The Trial to Evaluate Cardiovascular and Other 
Long-term Outcomes with Semaglutide in Subjects with Type 2 Diabetes 
(SUSTAIN 6) was the CV safety trial of one weekly semaglutide and was 
published recently. The trial consisted of 3.297 patients with type 2 
diabetes and established CV disease, chronic HF, chronic kidney disease 
of stage 3 or higher or an age of 60 years or more with at least one CVD
 risk factor. The median follow up period was 2.1 years [19].
 Patients in the semaglutide treatment arm had a 26% lower rate of the 
primary composite endpoint (i.e. CV death, non-fatal MI or non-fatal 
stroke) compared with those on placebo. The overall benefit was driven 
mostly by a 39% reduction in the occurrence of non-fatal stroke, since 
the 26% reduction in the occurrence of MI was not significant and the 
rates of CV death were similar between the two treatment groups.
Treatment with semaglutide was not associated with 
lower risk of death from any cause or hospitalization for HF, but was 
associated with a 36% lower risk of new or worsening nephropathy. 

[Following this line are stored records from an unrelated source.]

//! Escenario ping/pong entre dos nodos.
//!
//! Alice arranca `Ping`, abre una sesión con Bob y espera su respuesta; el
//! `SessionInit` crea en Bob el flujo `PingResponder`, que contesta y
//! termina. Con la respuesta, Alice pide un tipo de cambio a un subsistema
//! externo y termina al recibirlo.
//!
//! El transporte simulado puede reentregar mensajes de datos y forzar fallos
//! transitorios del subsistema externo para ejercitar deduplicación y
//! reintentos.
use std::collections::HashMap;
use std::sync::Arc;

use chrono::Utc;
use flow_core::checkpoint::{InitiatorKind, StartContext};
use flow_core::event::{CryptoResponse, ExternalEventResponse, ExternalEventRetry, PersistenceResponse,
                       ResponsePayload, SessionPayload, StartFlow};
use flow_core::external::{ExternalChannel, ExternalEventManager};
use flow_core::pipeline::{CompositeObserver, CountingObserver, LogObserver, ObserverCounts};
use flow_core::session::{InMemoryFlowSandbox, SessionManager};
use flow_core::{FlowContinuation, FlowEvent, FlowEventContext, FlowEventPayload, FlowEventPipeline, FlowFatalError,
                FlowFiberStage, FlowId, HoldingIdentity, OutputRecord, SystemClock, WaitingFor};
use flow_processor::FlowEventProcessor;
use log::{debug, info};
use serde_json::json;
use uuid::Uuid;

use crate::config::AppConfig;
use crate::errors::AppError;

pub const PACKAGE_ID: &str = "ping-cpi";
pub const INITIATOR_FLOW: &str = "Ping";
pub const RESPONDER_FLOW: &str = "PingResponder";
const MAX_ROUNDS: usize = 32;

#[derive(Debug, Clone, Copy, Default)]
pub struct DemoOptions {
    /// Reentregar cada mensaje de datos (entrega al-menos-una-vez).
    pub redeliver_data: bool,
    /// Fallos transitorios del subsistema externo antes de responder.
    pub transient_failures: u32,
}

#[derive(Debug, Clone, Default, PartialEq, Eq)]
pub struct DemoReport {
    pub rounds: usize,
    pub initiator_completed: bool,
    pub responder_completed: bool,
    pub retries: u32,
    pub failures: usize,
    pub counts: ObserverCounts,
}

/// Etapa de fiber mínima que ejecuta `Ping` y `PingResponder`.
#[derive(Debug)]
pub struct PingPongFiber {
    sessions: SessionManager,
    external: ExternalEventManager,
}

impl PingPongFiber {
    pub fn new(out_of_order_limit: usize) -> Self {
        Self { sessions: SessionManager::new(out_of_order_limit),
               external: ExternalEventManager::new() }
    }

    fn run_initiator(&self,
                     mut context: FlowEventContext<FlowEventPayload>)
                     -> Result<FlowEventContext<FlowEventPayload>, FlowFatalError> {
        let flow_id = context.flow_id();
        let now = context.received_at;
        let waiting_for = context.checkpoint
                                 .waiting_for()
                                 .cloned()
                                 .ok_or_else(|| FlowFatalError::CheckpointRequired { flow_id,
                                                                                     context: "fiber".into() })?;
        match waiting_for {
            WaitingFor::StartFlow => {
                let session_id = initiator_session_id(flow_id);
                let counterparty = responder_identity();
                let init = self.sessions.initiate_session(&mut context.checkpoint,
                                                          session_id.clone(),
                                                          counterparty,
                                                          Some(b"ping".to_vec()),
                                                          now)?;
                context.push_output(init);
                context.checkpoint.suspend(WaitingFor::SessionData { session_ids: vec![session_id] },
                                           "receive-pong",
                                           b"receive-pong".to_vec())?;
            }
            WaitingFor::SessionData { session_ids } => {
                for session_id in session_ids {
                    let state = context.checkpoint
                                       .get_session_state(&session_id)
                                       .cloned()
                                       .ok_or_else(|| FlowFatalError::Internal(format!("unknown session {session_id}")))?;
                    let seq = self.sessions
                                  .next_received_event(&state)
                                  .and_then(|e| e.sequence_num)
                                  .ok_or_else(|| FlowFatalError::Internal(format!("no event on {session_id}")))?;
                    let state = self.sessions.acknowledge_received_event(state, seq);
                    context.checkpoint.put_session_state(state)?;
                }
                let suspend_count = context.checkpoint.suspend_count().unwrap_or_default();
                let (state, request) = self.external.process_event_to_send(flow_id,
                                                                           suspend_count,
                                                                           ExternalChannel::External,
                                                                           json!({"query": "fx-rate", "pair": "GBP/EUR"}),
                                                                           now);
                let request_id = state.request_id.clone();
                context.checkpoint.set_external_state(ExternalChannel::External, Some(state))?;
                context.push_output(request);
                context.checkpoint.suspend(WaitingFor::ExternalEvent { request_id },
                                           "fetch-rate",
                                           b"fetch-rate".to_vec())?;
            }
            WaitingFor::ExternalEvent { .. } => {
                let rate = context.checkpoint
                                  .external_state(ExternalChannel::External)
                                  .and_then(|s| self.external.get_received_response(s))
                                  .cloned();
                info!(target: "ledgerflow::demo", "flow {flow_id} received {rate:?}; completing");
                context.checkpoint.mark_deleted();
            }
            other => debug!(target: "ledgerflow::demo", "flow {flow_id} idle on {other}"),
        }
        Ok(context)
    }

    fn run_responder(&self,
                     mut context: FlowEventContext<FlowEventPayload>)
                     -> Result<FlowEventContext<FlowEventPayload>, FlowFatalError> {
        let flow_id = context.flow_id();
        let now = context.received_at;
        let Some(WaitingFor::SessionInit { session_id }) = context.checkpoint.waiting_for().cloned() else {
            return Ok(context);
        };
        let state = context.checkpoint
                           .get_session_state(&session_id)
                           .cloned()
                           .ok_or_else(|| FlowFatalError::Internal(format!("unknown session {session_id}")))?;
        let state = self.sessions.acknowledge_received_event(state, 0);
        let (state, _) = self.sessions
                             .process_message_to_send(state, SessionPayload::Data { payload: b"pong".to_vec() }, now);
        let (state, due) = self.sessions.get_messages_to_send(state, now, context.config.session_resend_window_ms);
        let destination = state.counterparty.clone();
        context.checkpoint.put_session_state(state)?;
        for event in due {
            context.push_output(OutputRecord::SessionMessage { destination: destination.clone(),
                                                               event });
        }
        info!(target: "ledgerflow::demo", "responder {flow_id} answered on {session_id}; completing");
        context.checkpoint.mark_deleted();
        Ok(context)
    }
}

impl FlowFiberStage for PingPongFiber {
    fn resume(&self,
              context: FlowEventContext<FlowEventPayload>,
              continuation: FlowContinuation)
              -> Result<FlowEventContext<FlowEventPayload>, FlowFatalError> {
        if continuation != FlowContinuation::Run {
            return Ok(context);
        }
        let flow_class = context.checkpoint
                                .record()
                                .map(|r| r.start_context.flow_class_name.clone())
                                .unwrap_or_default();
        match flow_class.as_str() {
            INITIATOR_FLOW => self.run_initiator(context),
            RESPONDER_FLOW => self.run_responder(context),
            _ => Ok(context),
        }
    }
}

fn initiator_session_id(flow_id: FlowId) -> String {
    format!("{flow_id}-s1")
}

pub fn initiator_identity() -> HoldingIdentity {
    HoldingIdentity::new("O=Alice, L=London, C=GB", "demo-network")
}

pub fn responder_identity() -> HoldingIdentity {
    HoldingIdentity::new("O=Bob, L=Paris, C=FR", "demo-network")
}

struct Node {
    identity: HoldingIdentity,
    processor: FlowEventProcessor,
    inbox: Vec<FlowEvent>,
}

fn build_node(identity: HoldingIdentity, config: &AppConfig, observer: Arc<CompositeObserver>) -> Node {
    let sandbox = InMemoryFlowSandbox::new().with_mapping(PACKAGE_ID, INITIATOR_FLOW, RESPONDER_FLOW);
    let pipeline = FlowEventPipeline::builder().with_config(config.pipeline.clone())
                                               .with_clock(Arc::new(SystemClock))
                                               .with_observer(observer)
                                               .with_sandbox(Arc::new(sandbox))
                                               .build();
    let fiber = Arc::new(PingPongFiber::new(config.pipeline.session_out_of_order_limit));
    Node { identity,
           processor: FlowEventProcessor::new(pipeline, fiber, config.processor),
           inbox: Vec::new() }
}

fn start_event(flow_id: FlowId) -> FlowEvent {
    let alice = initiator_identity();
    FlowEvent::new(flow_id,
                   StartFlow { start_context: StartContext { requesting_identity: alice.clone(),
                                                             holding_identity: alice,
                                                             initiator: InitiatorKind::LocalClient { client_request_id:
                                                                                                         Uuid::new_v4().to_string() },
                                                             cpi_id: PACKAGE_ID.into(),
                                                             flow_class_name: INITIATOR_FLOW.into(),
                                                             start_args: None,
                                                             created_at: Utc::now() } })
}

/// Respuesta del subsistema simulado para `channel`.
fn answer(flow_id: FlowId, channel: ExternalChannel, request_id: String) -> FlowEvent {
    let payload = ResponsePayload::Success { data: json!({"pair": "GBP/EUR", "rate": 1.17}) };
    match channel {
        ExternalChannel::External => FlowEvent::new(flow_id,
                                                    ExternalEventResponse { request_id,
                                                                            payload,
                                                                            timestamp: Utc::now() }),
        ExternalChannel::Crypto => FlowEvent::new(flow_id, CryptoResponse { request_id, result: payload }),
        ExternalChannel::Persistence => FlowEvent::new(flow_id, PersistenceResponse { request_id, result: payload }),
    }
}

/// Ejecuta el escenario completo hasta que no quedan eventos en tránsito.
pub fn run_ping_pong(config: &AppConfig, options: DemoOptions) -> Result<DemoReport, AppError> {
    let counter = Arc::new(CountingObserver::new());
    let observer = Arc::new(CompositeObserver::with_observers(vec![counter.clone(), Arc::new(LogObserver)]));
    let mut nodes = [build_node(initiator_identity(), config, observer.clone()),
                     build_node(responder_identity(), config, observer)];
    // (nodo, sesión) -> flujo local; el transporte enruta los mensajes de sesión
    let mut routes: HashMap<(usize, String), FlowId> = HashMap::new();

    let initiator_flow = Uuid::new_v4();
    routes.insert((0, initiator_session_id(initiator_flow)), initiator_flow);
    nodes[0].inbox.push(start_event(initiator_flow));
    let mut report = DemoReport::default();

    while nodes.iter().any(|n| !n.inbox.is_empty()) {
        report.rounds += 1;
        if report.rounds > MAX_ROUNDS {
            return Err(AppError::Scenario(format!("still delivering after {MAX_ROUNDS} rounds")));
        }
        for index in 0..nodes.len() {
            let batch = std::mem::take(&mut nodes[index].inbox);
            if batch.is_empty() {
                continue;
            }
            let result = nodes[index].processor.process_batch(batch);
            report.failures += result.failures.len();
            for record in result.outputs {
                match record {
                    OutputRecord::SessionMessage { destination, event } => {
                        let Some(target) = nodes.iter().position(|n| n.identity == destination) else {
                            continue;
                        };
                        let flow_id = *routes.entry((target, event.session_id.clone()))
                                             .or_insert_with(Uuid::new_v4);
                        let redeliver = options.redeliver_data && matches!(event.payload, SessionPayload::Data { .. });
                        let delivery = FlowEvent::new(flow_id, event);
                        if redeliver {
                            nodes[target].inbox.push(delivery.clone());
                        }
                        nodes[target].inbox.push(delivery);
                    }
                    OutputRecord::ExternalEventRequest { flow_id, channel, request_id, retries, .. } => {
                        if retries < options.transient_failures {
                            schedule_retry(&nodes[index].processor, flow_id, channel, retries + 1)?;
                            nodes[index].inbox
                                        .push(FlowEvent::new(flow_id, ExternalEventRetry { channel,
                                                                                           retries: retries + 1 }));
                            report.retries += 1;
                        } else {
                            nodes[index].inbox.push(answer(flow_id, channel, request_id));
                        }
                    }
                    OutputRecord::FlowStatus { flow_id, status } => {
                        info!(target: "ledgerflow::demo", "flow {flow_id} status {}", serde_json::to_string(&status)?);
                    }
                }
            }
        }
    }

    report.initiator_completed = !nodes[0].processor.store().load(initiator_flow).exists();
    report.responder_completed = nodes[1].processor.store().is_empty();
    report.counts = counter.snapshot();
    Ok(report)
}

/// La etapa emisora decide el reintento: `OK -> RETRY` en el checkpoint.
fn schedule_retry(processor: &FlowEventProcessor,
                  flow_id: FlowId,
                  channel: ExternalChannel,
                  attempt: u32)
                  -> Result<(), AppError> {
    let mut checkpoint = processor.store().load(flow_id);
    let Some(state) = checkpoint.external_state(channel).cloned() else {
        return Err(AppError::Scenario(format!("flow {flow_id} has no pending {channel} request")));
    };
    let state = ExternalEventManager::new().mark_for_retry(state, format!("transient failure #{attempt}"));
    checkpoint.set_external_state(channel, Some(state))?;
    processor.store().commit(checkpoint);
    Ok(())
}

However, diabetic retinopathy complications, such as need for retinal 
photocoagulation or intravitreal medications, vitreous hemorrhage and 
onset of diabetes related blindness, were more common in patients 
receiving semaglutide. Mean heart rate was slightly but significantly 
higher in the semaglutide groups compared with the placebo group, but 
treatment with the active agent was associated with lower systolic blood
 pressure and greater weight loss. The main adverse events of 
semaglutide were gastrointestinal adverse effects (nausea and vomiting).
We are eagerly expecting within the next years the 
results of several trials assessing the CV safety of different GLP-1 
receptor agonists. The Exenatide Study of Cardiovascular Events Lowering
 Trial (EXSCEL): A Trial To Evaluate Cardiovascular Outcome After 
Treatment With Exenatide Once Weekly In Patients With Type 2 Diabetes 
Mellitus [20] and the Study to Evaluate Cardiovascular Outcomes in Patients With Type 2 Diabetes Treated With ITCA 650 (FREEDOM-CVO) [21]
 are evaluating the CV safety of exenatide, while The Researching 
Cardiovascular Events With Weekly Incretin in Diabetes (REWIND) trial [22] is evaluating the CV safety of once weekly dulaglutide.
Conclusion
Altogether, GLP-1 receptor agonists are promising 
anti diabetic agents that effectively lower HbA1c, weight and systolic 
blood pressure with low risk of hypoglycemia. Liraglutide and 
semaglutide are the first GLP-1 analogs that had favorable effects on CV
 outcomes and seem a reasonable second line treatment in patients that 
do not reach HbA1c goals with metformin, while lixisenatide has been 
shown to be neutral in terms of CV safety. However, the exciting 
findings of the LEADER and the SUSTAIN 6 trials need confirmation by 
further studies in different study populations in order to have more 
robust data and with superiority as a primary outcome.